--- START ---
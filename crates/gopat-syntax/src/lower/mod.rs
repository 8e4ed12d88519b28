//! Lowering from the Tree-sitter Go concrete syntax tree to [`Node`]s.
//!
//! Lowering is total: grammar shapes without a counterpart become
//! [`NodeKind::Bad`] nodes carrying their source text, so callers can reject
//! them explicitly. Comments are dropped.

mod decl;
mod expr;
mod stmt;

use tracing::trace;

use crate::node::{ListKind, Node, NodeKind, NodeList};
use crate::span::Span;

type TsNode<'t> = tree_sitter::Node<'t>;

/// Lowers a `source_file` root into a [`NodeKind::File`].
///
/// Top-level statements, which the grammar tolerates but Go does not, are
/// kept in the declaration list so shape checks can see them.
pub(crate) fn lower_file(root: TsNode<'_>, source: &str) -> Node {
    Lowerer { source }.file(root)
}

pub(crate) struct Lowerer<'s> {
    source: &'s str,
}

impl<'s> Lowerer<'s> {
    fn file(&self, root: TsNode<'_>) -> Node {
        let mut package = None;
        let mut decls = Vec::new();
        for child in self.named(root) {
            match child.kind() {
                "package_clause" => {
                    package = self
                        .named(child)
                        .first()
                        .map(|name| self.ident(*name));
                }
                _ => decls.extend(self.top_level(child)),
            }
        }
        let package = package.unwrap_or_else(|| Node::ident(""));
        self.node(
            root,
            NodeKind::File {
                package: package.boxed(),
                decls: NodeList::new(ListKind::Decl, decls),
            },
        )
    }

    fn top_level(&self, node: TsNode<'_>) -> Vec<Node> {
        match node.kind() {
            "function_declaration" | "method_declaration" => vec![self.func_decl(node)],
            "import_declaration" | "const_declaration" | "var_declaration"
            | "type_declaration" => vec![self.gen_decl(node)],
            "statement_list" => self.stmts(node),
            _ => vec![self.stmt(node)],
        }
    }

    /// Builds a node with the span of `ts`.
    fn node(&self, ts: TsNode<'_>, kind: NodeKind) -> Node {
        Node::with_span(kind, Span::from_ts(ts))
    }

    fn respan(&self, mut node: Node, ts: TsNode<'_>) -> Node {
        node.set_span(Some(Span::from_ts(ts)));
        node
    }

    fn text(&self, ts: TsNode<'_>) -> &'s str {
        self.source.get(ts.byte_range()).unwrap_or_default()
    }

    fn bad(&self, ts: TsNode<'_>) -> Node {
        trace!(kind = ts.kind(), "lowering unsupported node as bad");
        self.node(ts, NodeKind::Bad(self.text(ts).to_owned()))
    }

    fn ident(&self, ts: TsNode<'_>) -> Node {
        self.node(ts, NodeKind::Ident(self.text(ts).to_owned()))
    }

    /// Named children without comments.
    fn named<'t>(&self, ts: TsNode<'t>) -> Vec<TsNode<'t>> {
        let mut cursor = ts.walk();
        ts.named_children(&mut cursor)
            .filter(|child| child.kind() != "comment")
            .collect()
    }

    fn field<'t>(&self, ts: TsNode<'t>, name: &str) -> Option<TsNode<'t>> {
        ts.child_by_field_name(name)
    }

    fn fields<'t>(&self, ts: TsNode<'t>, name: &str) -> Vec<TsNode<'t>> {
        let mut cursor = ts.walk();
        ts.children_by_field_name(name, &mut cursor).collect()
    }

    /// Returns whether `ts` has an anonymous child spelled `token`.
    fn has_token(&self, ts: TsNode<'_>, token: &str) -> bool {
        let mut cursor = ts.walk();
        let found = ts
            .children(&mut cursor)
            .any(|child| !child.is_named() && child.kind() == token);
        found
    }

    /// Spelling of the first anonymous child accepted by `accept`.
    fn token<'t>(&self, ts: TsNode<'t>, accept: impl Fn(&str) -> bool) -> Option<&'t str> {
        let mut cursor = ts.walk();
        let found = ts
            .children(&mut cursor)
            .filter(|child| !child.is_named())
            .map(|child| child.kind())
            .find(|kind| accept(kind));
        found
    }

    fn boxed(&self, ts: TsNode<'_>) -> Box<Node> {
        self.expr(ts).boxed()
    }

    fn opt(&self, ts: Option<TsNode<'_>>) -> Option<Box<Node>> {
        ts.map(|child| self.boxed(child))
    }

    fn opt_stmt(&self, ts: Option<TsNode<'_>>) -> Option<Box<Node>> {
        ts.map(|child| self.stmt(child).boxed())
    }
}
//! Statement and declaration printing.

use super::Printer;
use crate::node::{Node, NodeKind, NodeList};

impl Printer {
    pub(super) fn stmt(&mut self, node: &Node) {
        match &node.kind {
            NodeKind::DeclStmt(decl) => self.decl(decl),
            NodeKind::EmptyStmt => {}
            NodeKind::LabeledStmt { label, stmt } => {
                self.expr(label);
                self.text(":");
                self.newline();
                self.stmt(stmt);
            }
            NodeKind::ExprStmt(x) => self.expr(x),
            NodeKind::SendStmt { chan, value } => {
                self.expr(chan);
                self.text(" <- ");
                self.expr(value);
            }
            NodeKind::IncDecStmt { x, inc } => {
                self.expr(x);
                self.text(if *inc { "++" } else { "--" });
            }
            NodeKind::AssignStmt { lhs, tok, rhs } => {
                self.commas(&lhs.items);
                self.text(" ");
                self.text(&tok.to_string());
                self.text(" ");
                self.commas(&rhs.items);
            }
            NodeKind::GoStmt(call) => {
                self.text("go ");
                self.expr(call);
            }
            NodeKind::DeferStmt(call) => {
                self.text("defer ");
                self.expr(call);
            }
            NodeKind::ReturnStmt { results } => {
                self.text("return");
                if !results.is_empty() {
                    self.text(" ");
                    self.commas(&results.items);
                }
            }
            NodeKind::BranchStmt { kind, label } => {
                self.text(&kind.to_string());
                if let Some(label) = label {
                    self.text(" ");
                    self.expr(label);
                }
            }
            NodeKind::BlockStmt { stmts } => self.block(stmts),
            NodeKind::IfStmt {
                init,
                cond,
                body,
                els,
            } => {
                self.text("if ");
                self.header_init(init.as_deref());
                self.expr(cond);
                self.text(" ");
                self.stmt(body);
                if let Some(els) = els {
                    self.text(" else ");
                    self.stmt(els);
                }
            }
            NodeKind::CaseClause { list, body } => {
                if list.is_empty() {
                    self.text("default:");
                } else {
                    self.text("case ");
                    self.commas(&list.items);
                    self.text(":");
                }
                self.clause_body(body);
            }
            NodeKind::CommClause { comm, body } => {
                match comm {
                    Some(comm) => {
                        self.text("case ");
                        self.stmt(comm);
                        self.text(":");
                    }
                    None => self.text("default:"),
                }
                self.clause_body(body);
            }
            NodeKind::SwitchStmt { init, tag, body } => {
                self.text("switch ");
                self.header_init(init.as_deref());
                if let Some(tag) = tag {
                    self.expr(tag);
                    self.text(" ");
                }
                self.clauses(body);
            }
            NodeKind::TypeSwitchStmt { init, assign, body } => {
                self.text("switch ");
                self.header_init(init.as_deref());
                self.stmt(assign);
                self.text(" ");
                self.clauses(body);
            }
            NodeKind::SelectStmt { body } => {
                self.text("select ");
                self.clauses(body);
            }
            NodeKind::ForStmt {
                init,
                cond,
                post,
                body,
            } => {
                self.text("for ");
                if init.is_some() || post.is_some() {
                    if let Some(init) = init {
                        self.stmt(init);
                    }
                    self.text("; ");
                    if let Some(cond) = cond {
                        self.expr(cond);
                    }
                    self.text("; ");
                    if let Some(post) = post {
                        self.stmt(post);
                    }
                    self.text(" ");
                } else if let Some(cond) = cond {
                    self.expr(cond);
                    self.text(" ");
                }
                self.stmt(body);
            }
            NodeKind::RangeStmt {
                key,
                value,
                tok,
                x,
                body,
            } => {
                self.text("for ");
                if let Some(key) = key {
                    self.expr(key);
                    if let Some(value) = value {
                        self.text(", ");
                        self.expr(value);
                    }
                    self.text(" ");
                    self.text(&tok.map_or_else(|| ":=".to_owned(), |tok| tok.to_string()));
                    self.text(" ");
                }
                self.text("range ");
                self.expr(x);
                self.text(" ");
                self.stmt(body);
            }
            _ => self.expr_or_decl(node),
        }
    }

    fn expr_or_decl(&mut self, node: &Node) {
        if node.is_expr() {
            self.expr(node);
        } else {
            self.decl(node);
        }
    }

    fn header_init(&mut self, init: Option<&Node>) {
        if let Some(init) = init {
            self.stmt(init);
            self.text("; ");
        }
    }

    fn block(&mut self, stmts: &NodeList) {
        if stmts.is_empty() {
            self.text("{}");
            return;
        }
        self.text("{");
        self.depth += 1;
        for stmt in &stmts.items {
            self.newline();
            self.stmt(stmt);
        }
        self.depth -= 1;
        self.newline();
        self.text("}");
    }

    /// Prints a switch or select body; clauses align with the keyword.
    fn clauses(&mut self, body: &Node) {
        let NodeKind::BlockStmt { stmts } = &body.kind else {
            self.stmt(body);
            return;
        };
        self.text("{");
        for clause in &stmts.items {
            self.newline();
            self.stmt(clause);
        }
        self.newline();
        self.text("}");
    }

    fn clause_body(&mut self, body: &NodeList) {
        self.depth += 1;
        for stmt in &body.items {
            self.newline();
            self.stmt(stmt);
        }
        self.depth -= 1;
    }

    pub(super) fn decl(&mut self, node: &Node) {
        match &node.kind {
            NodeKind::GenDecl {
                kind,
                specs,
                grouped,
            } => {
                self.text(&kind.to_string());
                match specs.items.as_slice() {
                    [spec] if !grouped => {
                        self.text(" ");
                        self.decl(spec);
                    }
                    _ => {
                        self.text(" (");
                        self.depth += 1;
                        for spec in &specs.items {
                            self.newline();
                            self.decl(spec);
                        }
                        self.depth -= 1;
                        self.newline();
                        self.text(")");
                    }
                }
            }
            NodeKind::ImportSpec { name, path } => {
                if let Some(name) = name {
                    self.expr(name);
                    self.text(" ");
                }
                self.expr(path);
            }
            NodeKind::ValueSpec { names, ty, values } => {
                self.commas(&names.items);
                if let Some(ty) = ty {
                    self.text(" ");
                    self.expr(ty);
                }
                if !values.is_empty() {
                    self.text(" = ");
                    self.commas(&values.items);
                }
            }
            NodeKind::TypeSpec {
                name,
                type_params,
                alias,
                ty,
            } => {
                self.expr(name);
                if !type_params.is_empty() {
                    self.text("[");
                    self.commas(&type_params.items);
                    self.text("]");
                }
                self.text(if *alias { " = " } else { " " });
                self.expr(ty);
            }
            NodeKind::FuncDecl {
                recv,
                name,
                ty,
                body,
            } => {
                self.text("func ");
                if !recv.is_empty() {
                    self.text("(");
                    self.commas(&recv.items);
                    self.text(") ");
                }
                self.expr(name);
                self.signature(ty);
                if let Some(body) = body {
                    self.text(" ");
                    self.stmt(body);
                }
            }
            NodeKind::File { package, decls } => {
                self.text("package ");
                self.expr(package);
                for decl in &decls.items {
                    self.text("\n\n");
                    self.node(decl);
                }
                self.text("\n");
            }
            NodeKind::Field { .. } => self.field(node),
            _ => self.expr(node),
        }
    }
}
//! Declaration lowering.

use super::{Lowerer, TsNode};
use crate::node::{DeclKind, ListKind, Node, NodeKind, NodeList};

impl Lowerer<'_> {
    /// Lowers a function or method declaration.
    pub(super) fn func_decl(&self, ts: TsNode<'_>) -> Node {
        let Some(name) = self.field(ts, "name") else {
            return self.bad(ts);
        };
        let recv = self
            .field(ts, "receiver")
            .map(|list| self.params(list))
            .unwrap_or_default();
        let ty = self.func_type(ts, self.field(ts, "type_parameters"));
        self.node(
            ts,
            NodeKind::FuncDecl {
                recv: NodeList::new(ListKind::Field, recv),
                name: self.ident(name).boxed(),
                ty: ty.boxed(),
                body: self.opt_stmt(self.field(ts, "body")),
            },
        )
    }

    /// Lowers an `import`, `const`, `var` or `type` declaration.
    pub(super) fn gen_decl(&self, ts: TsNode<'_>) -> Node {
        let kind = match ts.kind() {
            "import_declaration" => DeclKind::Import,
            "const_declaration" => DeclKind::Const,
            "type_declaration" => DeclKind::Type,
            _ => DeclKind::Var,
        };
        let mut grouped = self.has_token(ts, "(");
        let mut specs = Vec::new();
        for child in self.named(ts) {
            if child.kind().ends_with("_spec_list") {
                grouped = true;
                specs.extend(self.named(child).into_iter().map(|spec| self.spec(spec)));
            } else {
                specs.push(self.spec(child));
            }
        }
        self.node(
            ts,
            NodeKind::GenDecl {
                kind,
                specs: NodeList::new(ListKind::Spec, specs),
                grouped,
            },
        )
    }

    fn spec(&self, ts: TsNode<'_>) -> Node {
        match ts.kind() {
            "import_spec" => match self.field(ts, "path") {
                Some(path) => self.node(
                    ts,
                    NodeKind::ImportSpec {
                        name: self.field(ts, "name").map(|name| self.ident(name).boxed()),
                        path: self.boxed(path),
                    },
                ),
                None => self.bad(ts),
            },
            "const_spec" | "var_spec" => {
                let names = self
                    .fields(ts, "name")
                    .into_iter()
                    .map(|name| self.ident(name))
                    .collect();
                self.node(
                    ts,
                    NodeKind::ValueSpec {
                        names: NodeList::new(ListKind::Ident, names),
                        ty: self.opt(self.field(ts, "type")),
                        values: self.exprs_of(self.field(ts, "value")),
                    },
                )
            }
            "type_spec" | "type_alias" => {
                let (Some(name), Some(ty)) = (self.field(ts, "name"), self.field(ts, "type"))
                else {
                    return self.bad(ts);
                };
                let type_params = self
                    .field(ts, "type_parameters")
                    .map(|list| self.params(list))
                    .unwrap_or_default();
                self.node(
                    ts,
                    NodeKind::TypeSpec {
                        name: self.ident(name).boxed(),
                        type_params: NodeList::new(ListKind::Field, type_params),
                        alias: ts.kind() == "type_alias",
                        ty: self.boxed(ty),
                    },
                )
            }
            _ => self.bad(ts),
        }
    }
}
--- END ---
## [Activity]
If a line in the data above holds the string "DeclKind", report that line.

## [Task response]
use crate::node::{DeclKind, ListKind, Node, NodeKind, NodeList};
            "import_declaration" => DeclKind::Import,
            "const_declaration" => DeclKind::Const,
            "type_declaration" => DeclKind::Type,
            _ => DeclKind::Var,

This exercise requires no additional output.